* Exercise aim: Among the entries below, how many lines hold the word "SecretString"? Reply with the number only.

[Stored items]
● ● ● ● ●

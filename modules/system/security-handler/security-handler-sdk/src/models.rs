//! Request models for AAM operations.

use aam_security::{Certificate, SecurityCredentials};
use secrecy::SecretString;
use serde::{Deserialize, Serialize};

/// Certificates accompanying a token sent for remote validation.
#[derive(Debug, Clone, Default, PartialEq, Eq, Serialize, Deserialize)]
#[serde(rename_all = "camelCase")]
pub struct CredentialCertificates {
    #[serde(default)]
    pub client_certificate: Certificate,
    #[serde(default, rename = "clientCertificateSigningAAMCertificate")]
    pub client_certificate_signing_aam_certificate: Certificate,
    #[serde(default, rename = "foreignTokenIssuingAAMCertificate")]
    pub foreign_token_issuing_aam_certificate: Certificate,
}

impl From<&SecurityCredentials> for CredentialCertificates {
    fn from(credentials: &SecurityCredentials) -> Self {
        Self {
            client_certificate: credentials.client_certificate.clone(),
            client_certificate_signing_aam_certificate: credentials
                .client_certificate_signing_aam_certificate
                .clone(),
            foreign_token_issuing_aam_certificate: credentials
                .foreign_token_issuing_aam_certificate
                .clone(),
        }
    }
}

/// Request for a client certificate, authenticated by the owner's account.
///
/// The certificate binds `public_key` to `client_id` at the AAM.
#[derive(Debug, Clone)]
pub struct CertificateRequest {
    pub username: String,
    pub password: SecretString,
    pub client_id: String,
    pub public_key: Certificate,
}

#[cfg(test)]
#[cfg_attr(coverage_nightly, coverage(off))]
mod tests {
    use super::*;

    #[test]
    fn certificates_are_taken_from_credentials() {
        let credentials = SecurityCredentials {
            token: "t".to_owned(),
            authentication_challenge: "proof".to_owned(),
            client_certificate: Certificate::new("client"),
            client_certificate_signing_aam_certificate: Certificate::new("home"),
            foreign_token_issuing_aam_certificate: Certificate::new("foreign"),
        };

        let certificates = CredentialCertificates::from(&credentials);
        assert_eq!(certificates.client_certificate.as_str(), "client");
        assert_eq!(
            certificates.client_certificate_signing_aam_certificate.as_str(),
            "home"
        );
        assert_eq!(
            certificates.foreign_token_issuing_aam_certificate.as_str(),
            "foreign"
        );
    }

    #[test]
    fn wire_names_match_security_credentials() {
        let json = serde_json::to_value(CredentialCertificates::default()).unwrap();
        let object = json.as_object().unwrap();
        assert!(object.contains_key("clientCertificate"));
        assert!(object.contains_key("clientCertificateSigningAAMCertificate"));
        assert!(object.contains_key("foreignTokenIssuingAAMCertificate"));
    }
}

● ● ● ● ●

* Completed exercise: 2